Planting garlic is easy…
Unless you’re 34 weeks pregnant, and then I would equate it to running a marathon.
I had the best of intentions to put in a fall garden this year, but my body passionately disagreed. Just walking is wearing me out lately, not to mention doing the acrobatics required for planting and cultivating a garden plot.
So I decided to compromise and just stick with planting garlic instead. Because garlic is non-negotiable in my kitchen, and I neeeeeeeed it.
While you *can* plant garlic in the spring, almost all gardening experts agree garlic planted in the fall gives the highest yields and best-tasting bulbs. So that’s the route I took this year.

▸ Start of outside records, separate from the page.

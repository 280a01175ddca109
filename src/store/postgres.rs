use std::time::Duration;

use anyhow::Context;
use async_trait::async_trait;
use sqlx::{postgres::PgPoolOptions, PgPool};
use uuid::Uuid;

use super::{AccountStore, AppointmentStore, CategoryStore, StoreError, StoreResult};
use crate::{
    appointments::{
        query::{ListQuery, Scope},
        repo_types::{Appointment, AppointmentChanges, NewAppointment},
    },
    auth::repo_types::Account,
    categories::repo_types::Category,
};

const APPOINTMENT_COLUMNS: &str =
    "id, description, completed, creation_date, update_date, due_date, category_id, owner_id";

#[derive(Clone)]
pub struct PgStore {
    pub db: PgPool,
}

impl PgStore {
    pub async fn connect(database_url: &str, max_connections: u32) -> anyhow::Result<Self> {
        let db = PgPoolOptions::new()
            .max_connections(max_connections)
            .acquire_timeout(Duration::from_secs(5))
            .connect(database_url)
            .await
            .context("connect to database")?;
        Ok(Self { db })
    }

    pub async fn migrate(&self) -> anyhow::Result<()> {
        sqlx::migrate!("./migrations")
            .run(&self.db)
            .await
            .context("run migrations")
    }
}

fn classify(e: sqlx::Error, unique: &'static str) -> StoreError {
    if let sqlx::Error::Database(db) = &e {
        if db.is_unique_violation() {
            return StoreError::UniqueViolation(unique);
        }
        if db.is_foreign_key_violation() {
            if let Some(entity) = foreign_key_entity(db.constraint()) {
                return StoreError::ForeignKeyViolation(entity);
            }
        }
    }
    StoreError::Database(e)
}

/// Client-facing foreign keys. A broken `owner_id` reference is a server fault.
fn foreign_key_entity(constraint: Option<&str>) -> Option<&'static str> {
    match constraint? {
        "appointments_category_id_fkey" => Some("Category"),
        _ => None,
    }
}

fn owner_filter(scope: Scope) -> Option<Uuid> {
    match scope {
        Scope::Owner(id) => Some(id),
        Scope::All => None,
    }
}

#[async_trait]
impl AccountStore for PgStore {
    async fn find_by_email(&self, email: &str) -> StoreResult<Option<Account>> {
        let account = sqlx::query_as::<_, Account>(
            r#"
            SELECT id, email, password_hash, created_at
            FROM accounts
            WHERE email = $1
            "#,
        )
        .bind(email)
        .fetch_optional(&self.db)
        .await?;
        Ok(account)
    }

    async fn find_by_id(&self, id: Uuid) -> StoreResult<Option<Account>> {
        let account = sqlx::query_as::<_, Account>(
            r#"SELECT id, email, password_hash, created_at FROM accounts WHERE id = $1"#,
        )
        .bind(id)
        .fetch_optional(&self.db)
        .await?;
        Ok(account)
    }

    async fn create(&self, email: &str, password_hash: &str) -> StoreResult<Account> {
        sqlx::query_as::<_, Account>(
            r#"
            INSERT INTO accounts (id, email, password_hash)
            VALUES ($1, $2, $3)
            RETURNING id, email, password_hash, created_at
            "#,
        )
        .bind(Uuid::new_v4())
        .bind(email)
        .bind(password_hash)
        .fetch_one(&self.db)
        .await
        .map_err(|e| classify(e, "Account"))
    }
}

#[async_trait]
impl AppointmentStore for PgStore {
    async fn create(&self, new: NewAppointment) -> StoreResult<Appointment> {
        let sql = format!(
            r#"
            INSERT INTO appointments
                (id, description, completed, creation_date, update_date, due_date, category_id, owner_id)
            VALUES ($1, $2, $3, $4, $4, $5, $6, $7)
            RETURNING {APPOINTMENT_COLUMNS}
            "#
        );
        sqlx::query_as::<_, Appointment>(&sql)
            .bind(Uuid::new_v4())
            .bind(&new.description)
            .bind(new.completed)
            .bind(new.now)
            .bind(new.due_date)
            .bind(new.category_id)
            .bind(new.owner_id)
            .fetch_one(&self.db)
            .await
            .map_err(|e| classify(e, "Appointment"))
    }

    async fn get(&self, id: Uuid) -> StoreResult<Option<Appointment>> {
        let sql = format!("SELECT {APPOINTMENT_COLUMNS} FROM appointments WHERE id = $1");
        let row = sqlx::query_as::<_, Appointment>(&sql)
            .bind(id)
            .fetch_optional(&self.db)
            .await?;
        Ok(row)
    }

    async fn list(&self, scope: Scope, query: &ListQuery) -> StoreResult<Vec<Appointment>> {
        // column and direction come from closed enums, never from raw input
        let sql = format!(
            r#"
            SELECT {APPOINTMENT_COLUMNS}
            FROM appointments
            WHERE ($1::uuid IS NULL OR owner_id = $1)
            ORDER BY {col} {dir} NULLS LAST, id ASC
            LIMIT $2 OFFSET $3
            "#,
            col = query.sort_by.column(),
            dir = query.order.sql(),
        );
        let rows = sqlx::query_as::<_, Appointment>(&sql)
            .bind(owner_filter(scope))
            .bind(query.take() as i64)
            .bind(query.skip() as i64)
            .fetch_all(&self.db)
            .await?;
        Ok(rows)
    }

    async fn count(&self, scope: Scope) -> StoreResult<u64> {
        let total: i64 = sqlx::query_scalar(
            r#"SELECT COUNT(*) FROM appointments WHERE ($1::uuid IS NULL OR owner_id = $1)"#,
        )
        .bind(owner_filter(scope))
        .fetch_one(&self.db)
        .await?;
        Ok(total.max(0) as u64)
    }

    async fn update(
        &self,
        id: Uuid,
        owner_id: Uuid,
        changes: AppointmentChanges,
    ) -> StoreResult<Option<Appointment>> {
        let sql = format!(
            r#"
            UPDATE appointments
               SET description = $3, completed = $4, due_date = $5,
                   category_id = $6, update_date = $7
             WHERE id = $1 AND owner_id = $2
            RETURNING {APPOINTMENT_COLUMNS}
            "#
        );
        sqlx::query_as::<_, Appointment>(&sql)
            .bind(id)
            .bind(owner_id)
            .bind(&changes.description)
            .bind(changes.completed)
            .bind(changes.due_date)
            .bind(changes.category_id)
            .bind(changes.now)
            .fetch_optional(&self.db)
            .await
            .map_err(|e| classify(e, "Appointment"))
    }

    async fn delete(&self, id: Uuid, owner_id: Uuid) -> StoreResult<bool> {
        let done = sqlx::query(r#"DELETE FROM appointments WHERE id = $1 AND owner_id = $2"#)
            .bind(id)
            .bind(owner_id)
            .execute(&self.db)
            .await?;
        Ok(done.rows_affected() > 0)
    }
}

#[async_trait]
impl CategoryStore for PgStore {
    async fn create(&self, name: &str) -> StoreResult<Category> {
        sqlx::query_as::<_, Category>(
            r#"INSERT INTO categories (id, name) VALUES ($1, $2) RETURNING id, name"#,
        )
        .bind(Uuid::new_v4())
        .bind(name)
        .fetch_one(&self.db)
        .await
        .map_err(|e| classify(e, "Category"))
    }

    async fn get(&self, id: Uuid) -> StoreResult<Option<Category>> {
        let row = sqlx::query_as::<_, Category>(r#"SELECT id, name FROM categories WHERE id = $1"#)
            .bind(id)
            .fetch_optional(&self.db)
            .await?;
        Ok(row)
    }

    async fn list(&self) -> StoreResult<Vec<Category>> {
        let rows = sqlx::query_as::<_, Category>(r#"SELECT id, name FROM categories ORDER BY name ASC"#)
            .fetch_all(&self.db)
            .await?;
        Ok(rows)
    }
}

Want to watch me plant garlic? Check out my video below. You can also scroll down for the written instructions.
When to Plant Garlic
When should you plant garlic? Welllllll, it depends on who you talk to. Some folks recommend planting it during the full moon in September, others shoot for several weeks before the first frost, and some gardeners wait until after the first frost to put their cloves in the ground.
I put my garlic in last week, as a planting time of mid-September to mid-October is recommended for our zone (Zone 5). I also suspect we’ll have our first hard frost soon, and I didn’t want to let my belly get much bigger, so I opted to plant a wee bit on the early side.

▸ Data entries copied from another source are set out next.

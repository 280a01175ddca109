pub mod handlers;
pub mod repo_types;

use crate::state::AppState;
use axum::Router;

pub fn router() -> Router<AppState> {
    handlers::category_routes()
}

However, it’s best to avoid planting it too early, as garlic needs cold temps for proper root formation.
The Scoop on Seed Garlic
Much like onions or potatoes, garlic is grown by planting seed stock (cloves), versus actual seeds from a packet. Can you just plant the garlic bulbs you find at the store? Possibly, and some folks do… But I much prefer using seed garlic from a reputable source. Why?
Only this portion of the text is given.